Dataset entries:

- - -

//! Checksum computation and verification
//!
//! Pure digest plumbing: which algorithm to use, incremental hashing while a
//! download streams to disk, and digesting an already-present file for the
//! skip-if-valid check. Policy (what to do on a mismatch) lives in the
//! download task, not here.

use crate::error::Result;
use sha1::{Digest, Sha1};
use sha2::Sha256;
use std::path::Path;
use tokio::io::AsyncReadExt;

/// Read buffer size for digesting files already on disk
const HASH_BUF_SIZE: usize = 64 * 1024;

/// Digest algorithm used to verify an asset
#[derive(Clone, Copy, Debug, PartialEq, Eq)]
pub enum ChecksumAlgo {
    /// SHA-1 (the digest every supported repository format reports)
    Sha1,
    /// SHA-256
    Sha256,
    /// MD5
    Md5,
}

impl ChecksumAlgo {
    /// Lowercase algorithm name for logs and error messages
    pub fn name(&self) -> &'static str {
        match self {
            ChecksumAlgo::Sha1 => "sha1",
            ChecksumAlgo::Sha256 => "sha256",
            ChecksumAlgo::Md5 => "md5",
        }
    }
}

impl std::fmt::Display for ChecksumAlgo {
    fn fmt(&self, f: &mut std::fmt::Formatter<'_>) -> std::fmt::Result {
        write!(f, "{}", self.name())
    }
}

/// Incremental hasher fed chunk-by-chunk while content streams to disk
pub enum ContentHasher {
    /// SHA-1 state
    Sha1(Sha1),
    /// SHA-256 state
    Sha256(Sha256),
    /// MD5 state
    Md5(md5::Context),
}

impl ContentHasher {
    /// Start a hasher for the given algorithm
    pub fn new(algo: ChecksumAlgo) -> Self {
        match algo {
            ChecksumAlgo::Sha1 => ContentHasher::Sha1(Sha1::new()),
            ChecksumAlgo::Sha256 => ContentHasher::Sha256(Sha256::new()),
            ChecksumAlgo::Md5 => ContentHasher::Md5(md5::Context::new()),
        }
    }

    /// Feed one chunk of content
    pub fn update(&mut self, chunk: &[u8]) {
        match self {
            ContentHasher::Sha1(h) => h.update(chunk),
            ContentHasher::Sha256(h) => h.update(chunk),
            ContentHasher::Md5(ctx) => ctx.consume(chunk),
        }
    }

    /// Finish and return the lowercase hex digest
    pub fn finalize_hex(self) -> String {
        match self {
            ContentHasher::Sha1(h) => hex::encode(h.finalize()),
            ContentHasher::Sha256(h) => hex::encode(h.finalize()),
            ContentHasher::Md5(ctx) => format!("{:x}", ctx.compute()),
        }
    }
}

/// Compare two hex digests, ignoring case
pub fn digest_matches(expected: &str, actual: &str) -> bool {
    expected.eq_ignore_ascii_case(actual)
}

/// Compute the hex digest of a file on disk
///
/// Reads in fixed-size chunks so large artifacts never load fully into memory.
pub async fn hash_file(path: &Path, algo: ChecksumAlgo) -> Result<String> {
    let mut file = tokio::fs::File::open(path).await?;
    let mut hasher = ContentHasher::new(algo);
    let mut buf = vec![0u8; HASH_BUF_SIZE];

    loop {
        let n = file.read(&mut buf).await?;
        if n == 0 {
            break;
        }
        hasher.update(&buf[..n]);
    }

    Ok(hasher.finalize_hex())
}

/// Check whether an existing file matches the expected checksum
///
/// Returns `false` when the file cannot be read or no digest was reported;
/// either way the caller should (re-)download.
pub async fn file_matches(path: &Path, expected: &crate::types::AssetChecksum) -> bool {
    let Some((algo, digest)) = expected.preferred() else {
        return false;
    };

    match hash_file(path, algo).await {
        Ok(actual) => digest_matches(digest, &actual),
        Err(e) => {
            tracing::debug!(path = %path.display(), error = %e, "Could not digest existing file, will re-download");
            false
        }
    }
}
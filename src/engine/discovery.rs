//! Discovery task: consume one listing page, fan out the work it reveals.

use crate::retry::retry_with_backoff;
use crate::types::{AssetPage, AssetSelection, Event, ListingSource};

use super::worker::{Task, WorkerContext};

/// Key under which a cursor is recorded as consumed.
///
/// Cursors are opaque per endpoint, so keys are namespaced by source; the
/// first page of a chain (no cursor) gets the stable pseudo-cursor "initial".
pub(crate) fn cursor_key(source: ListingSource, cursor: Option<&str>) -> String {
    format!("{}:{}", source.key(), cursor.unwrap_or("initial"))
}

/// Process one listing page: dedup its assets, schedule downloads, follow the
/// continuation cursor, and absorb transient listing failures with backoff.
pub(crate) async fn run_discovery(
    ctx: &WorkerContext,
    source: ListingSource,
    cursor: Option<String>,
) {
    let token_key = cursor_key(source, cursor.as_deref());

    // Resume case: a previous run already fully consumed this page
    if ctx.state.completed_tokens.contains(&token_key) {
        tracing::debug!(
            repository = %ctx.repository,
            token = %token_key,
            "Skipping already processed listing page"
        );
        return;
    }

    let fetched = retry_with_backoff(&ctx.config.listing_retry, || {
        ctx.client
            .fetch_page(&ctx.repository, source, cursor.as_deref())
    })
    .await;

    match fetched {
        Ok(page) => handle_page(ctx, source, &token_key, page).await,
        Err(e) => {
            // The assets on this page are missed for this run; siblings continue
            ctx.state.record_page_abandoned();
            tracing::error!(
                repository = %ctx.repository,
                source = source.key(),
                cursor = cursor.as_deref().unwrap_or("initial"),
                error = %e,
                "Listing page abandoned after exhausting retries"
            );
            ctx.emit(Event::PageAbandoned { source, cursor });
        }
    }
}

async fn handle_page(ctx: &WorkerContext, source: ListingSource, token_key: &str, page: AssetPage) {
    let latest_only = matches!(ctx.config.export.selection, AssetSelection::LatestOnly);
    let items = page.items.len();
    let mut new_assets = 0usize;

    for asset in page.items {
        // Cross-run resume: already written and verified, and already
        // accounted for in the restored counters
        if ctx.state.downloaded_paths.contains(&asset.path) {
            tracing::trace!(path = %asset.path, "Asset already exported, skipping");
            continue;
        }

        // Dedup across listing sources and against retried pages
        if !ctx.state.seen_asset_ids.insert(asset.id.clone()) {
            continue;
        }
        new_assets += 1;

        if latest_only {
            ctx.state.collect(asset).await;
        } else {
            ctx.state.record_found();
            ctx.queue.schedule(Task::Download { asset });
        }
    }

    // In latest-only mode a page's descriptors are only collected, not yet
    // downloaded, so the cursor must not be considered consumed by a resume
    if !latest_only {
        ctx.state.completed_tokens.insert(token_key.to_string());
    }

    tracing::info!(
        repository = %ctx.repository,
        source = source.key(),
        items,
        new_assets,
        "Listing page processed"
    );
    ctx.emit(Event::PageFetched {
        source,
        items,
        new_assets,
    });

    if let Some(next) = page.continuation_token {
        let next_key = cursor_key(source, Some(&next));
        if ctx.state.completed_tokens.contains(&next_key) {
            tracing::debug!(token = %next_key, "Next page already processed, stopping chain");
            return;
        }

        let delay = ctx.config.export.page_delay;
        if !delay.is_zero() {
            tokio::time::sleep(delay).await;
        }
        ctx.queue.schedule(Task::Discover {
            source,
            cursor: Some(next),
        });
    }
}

- - -

What you will do>
Check each line in the records above for the word "algorithm". Return those that have it.

Exercise solution>
//! Pure digest plumbing: which algorithm to use, incremental hashing while a
/// Digest algorithm used to verify an asset
    /// Lowercase algorithm name for logs and error messages
    /// Start a hasher for the given algorithm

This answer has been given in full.